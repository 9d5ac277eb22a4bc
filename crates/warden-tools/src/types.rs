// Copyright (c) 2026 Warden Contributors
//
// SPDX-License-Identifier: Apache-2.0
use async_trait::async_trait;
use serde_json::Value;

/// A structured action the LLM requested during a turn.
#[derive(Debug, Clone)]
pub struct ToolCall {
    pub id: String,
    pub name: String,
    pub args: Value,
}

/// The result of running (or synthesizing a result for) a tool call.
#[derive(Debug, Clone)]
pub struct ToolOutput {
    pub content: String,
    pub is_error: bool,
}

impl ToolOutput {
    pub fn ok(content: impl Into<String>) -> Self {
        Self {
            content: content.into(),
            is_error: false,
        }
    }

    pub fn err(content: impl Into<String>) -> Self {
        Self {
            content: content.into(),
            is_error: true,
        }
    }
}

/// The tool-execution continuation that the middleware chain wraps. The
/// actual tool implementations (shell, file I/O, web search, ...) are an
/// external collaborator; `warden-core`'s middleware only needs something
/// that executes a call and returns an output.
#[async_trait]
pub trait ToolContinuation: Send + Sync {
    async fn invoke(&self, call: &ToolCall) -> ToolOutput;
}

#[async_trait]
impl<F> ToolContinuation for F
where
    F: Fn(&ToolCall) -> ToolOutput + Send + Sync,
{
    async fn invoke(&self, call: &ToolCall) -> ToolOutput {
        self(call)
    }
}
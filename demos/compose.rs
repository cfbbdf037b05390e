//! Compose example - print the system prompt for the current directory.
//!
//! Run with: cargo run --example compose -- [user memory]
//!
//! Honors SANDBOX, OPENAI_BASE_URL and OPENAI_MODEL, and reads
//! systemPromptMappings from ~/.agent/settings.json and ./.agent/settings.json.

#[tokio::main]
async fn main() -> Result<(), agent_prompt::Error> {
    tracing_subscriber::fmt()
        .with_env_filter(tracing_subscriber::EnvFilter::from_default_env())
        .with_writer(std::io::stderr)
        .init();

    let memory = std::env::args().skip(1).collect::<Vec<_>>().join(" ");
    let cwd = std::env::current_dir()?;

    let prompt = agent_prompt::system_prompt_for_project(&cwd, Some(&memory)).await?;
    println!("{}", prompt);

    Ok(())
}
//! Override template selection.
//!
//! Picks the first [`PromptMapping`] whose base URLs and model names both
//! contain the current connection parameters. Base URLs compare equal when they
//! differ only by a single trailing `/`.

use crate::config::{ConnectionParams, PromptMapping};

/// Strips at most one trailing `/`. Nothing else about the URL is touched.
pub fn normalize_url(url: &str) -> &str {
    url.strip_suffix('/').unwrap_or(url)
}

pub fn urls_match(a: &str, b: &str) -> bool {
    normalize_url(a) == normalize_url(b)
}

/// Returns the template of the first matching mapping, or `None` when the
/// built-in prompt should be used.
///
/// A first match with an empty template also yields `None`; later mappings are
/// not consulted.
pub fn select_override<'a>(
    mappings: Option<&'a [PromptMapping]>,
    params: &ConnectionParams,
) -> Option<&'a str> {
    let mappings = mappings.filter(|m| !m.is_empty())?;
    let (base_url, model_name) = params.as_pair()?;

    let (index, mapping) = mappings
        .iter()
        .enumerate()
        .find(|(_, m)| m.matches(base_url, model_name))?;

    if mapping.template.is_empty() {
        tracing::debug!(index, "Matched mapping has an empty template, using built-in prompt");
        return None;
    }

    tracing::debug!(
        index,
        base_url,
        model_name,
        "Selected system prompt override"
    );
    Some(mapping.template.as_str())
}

+-------+

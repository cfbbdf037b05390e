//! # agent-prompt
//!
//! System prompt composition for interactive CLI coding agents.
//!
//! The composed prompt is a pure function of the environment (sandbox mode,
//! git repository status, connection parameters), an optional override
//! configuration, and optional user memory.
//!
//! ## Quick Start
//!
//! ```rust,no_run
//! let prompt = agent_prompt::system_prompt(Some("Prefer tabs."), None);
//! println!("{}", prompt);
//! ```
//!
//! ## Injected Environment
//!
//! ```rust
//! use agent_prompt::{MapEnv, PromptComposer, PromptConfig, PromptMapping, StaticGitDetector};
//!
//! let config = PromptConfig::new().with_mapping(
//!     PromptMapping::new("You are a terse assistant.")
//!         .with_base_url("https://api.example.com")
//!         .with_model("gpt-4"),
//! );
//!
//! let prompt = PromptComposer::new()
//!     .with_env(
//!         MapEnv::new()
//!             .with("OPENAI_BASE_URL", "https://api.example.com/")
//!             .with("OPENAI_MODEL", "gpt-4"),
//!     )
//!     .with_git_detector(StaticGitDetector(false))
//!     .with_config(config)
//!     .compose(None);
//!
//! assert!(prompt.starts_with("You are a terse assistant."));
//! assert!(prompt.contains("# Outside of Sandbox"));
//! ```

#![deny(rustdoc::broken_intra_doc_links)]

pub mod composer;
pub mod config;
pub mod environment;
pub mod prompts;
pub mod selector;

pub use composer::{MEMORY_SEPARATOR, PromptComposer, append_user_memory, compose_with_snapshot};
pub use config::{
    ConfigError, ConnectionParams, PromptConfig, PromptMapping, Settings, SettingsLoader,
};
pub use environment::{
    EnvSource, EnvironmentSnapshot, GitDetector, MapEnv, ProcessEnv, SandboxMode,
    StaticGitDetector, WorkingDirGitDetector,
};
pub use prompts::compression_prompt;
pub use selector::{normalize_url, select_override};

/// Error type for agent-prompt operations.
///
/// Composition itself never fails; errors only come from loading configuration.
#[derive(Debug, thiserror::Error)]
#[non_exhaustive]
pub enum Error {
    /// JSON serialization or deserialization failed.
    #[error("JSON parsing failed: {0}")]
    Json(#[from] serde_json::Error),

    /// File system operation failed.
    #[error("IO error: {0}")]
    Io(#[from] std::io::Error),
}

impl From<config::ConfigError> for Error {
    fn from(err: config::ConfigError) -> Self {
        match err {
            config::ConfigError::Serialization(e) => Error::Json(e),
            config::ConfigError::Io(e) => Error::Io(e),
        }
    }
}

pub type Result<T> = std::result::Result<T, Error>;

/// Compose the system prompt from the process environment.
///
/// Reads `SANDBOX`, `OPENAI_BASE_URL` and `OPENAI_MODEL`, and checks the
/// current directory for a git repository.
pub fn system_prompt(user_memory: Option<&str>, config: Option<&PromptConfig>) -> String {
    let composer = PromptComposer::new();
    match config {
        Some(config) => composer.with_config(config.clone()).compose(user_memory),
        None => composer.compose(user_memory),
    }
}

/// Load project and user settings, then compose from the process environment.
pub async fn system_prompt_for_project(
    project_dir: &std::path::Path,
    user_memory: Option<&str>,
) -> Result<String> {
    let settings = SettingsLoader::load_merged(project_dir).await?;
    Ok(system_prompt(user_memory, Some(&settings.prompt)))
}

+-------+

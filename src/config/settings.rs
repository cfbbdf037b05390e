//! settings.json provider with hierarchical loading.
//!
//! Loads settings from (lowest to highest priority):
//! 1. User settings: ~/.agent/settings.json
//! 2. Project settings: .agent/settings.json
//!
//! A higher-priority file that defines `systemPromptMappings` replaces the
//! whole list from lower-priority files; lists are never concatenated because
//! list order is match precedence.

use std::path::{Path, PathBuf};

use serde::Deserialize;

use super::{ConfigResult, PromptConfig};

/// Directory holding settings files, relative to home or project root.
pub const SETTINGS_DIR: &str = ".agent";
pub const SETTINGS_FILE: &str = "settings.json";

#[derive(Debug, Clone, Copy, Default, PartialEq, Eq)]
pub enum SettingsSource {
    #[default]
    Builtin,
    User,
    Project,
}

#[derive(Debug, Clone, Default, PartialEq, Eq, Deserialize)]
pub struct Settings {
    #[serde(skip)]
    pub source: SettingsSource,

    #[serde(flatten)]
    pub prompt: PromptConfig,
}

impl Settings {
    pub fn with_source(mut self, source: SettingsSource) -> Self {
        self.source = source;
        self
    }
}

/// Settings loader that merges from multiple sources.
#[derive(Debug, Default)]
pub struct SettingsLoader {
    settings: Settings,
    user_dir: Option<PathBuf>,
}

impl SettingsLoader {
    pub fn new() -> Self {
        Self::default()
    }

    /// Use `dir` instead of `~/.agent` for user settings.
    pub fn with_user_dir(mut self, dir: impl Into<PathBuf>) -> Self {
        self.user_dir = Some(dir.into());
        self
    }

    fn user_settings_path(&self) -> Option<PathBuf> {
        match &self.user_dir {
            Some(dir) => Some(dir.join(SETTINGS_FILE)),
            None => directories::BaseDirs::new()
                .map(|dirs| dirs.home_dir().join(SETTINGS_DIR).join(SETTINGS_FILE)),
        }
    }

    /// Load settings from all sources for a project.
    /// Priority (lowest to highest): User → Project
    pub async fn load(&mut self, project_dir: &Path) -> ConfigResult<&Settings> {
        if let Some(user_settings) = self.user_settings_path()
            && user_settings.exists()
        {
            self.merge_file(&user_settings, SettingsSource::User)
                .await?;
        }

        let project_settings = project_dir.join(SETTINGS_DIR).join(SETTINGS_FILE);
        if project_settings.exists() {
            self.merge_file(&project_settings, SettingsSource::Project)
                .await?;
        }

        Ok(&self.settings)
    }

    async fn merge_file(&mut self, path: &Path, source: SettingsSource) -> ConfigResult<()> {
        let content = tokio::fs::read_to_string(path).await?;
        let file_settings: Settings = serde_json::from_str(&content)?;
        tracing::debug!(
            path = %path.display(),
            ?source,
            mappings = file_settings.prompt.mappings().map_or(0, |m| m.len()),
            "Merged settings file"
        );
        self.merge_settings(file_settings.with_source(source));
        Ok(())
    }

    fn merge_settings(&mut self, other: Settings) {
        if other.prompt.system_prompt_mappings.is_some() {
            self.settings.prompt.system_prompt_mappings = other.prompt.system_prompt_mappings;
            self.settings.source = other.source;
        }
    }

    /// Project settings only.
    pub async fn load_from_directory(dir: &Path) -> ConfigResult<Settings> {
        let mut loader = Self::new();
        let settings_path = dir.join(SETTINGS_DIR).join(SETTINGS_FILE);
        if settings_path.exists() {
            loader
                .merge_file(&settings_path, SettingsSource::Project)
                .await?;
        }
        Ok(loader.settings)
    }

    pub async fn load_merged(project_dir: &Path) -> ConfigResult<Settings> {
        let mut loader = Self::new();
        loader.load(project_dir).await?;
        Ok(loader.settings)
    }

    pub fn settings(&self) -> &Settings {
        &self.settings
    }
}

+-------+

What the task asks — Scan the data for lines containing "sources" and copy all of them.

Exercise output —
/// Settings loader that merges from multiple sources.
    /// Load settings from all sources for a project.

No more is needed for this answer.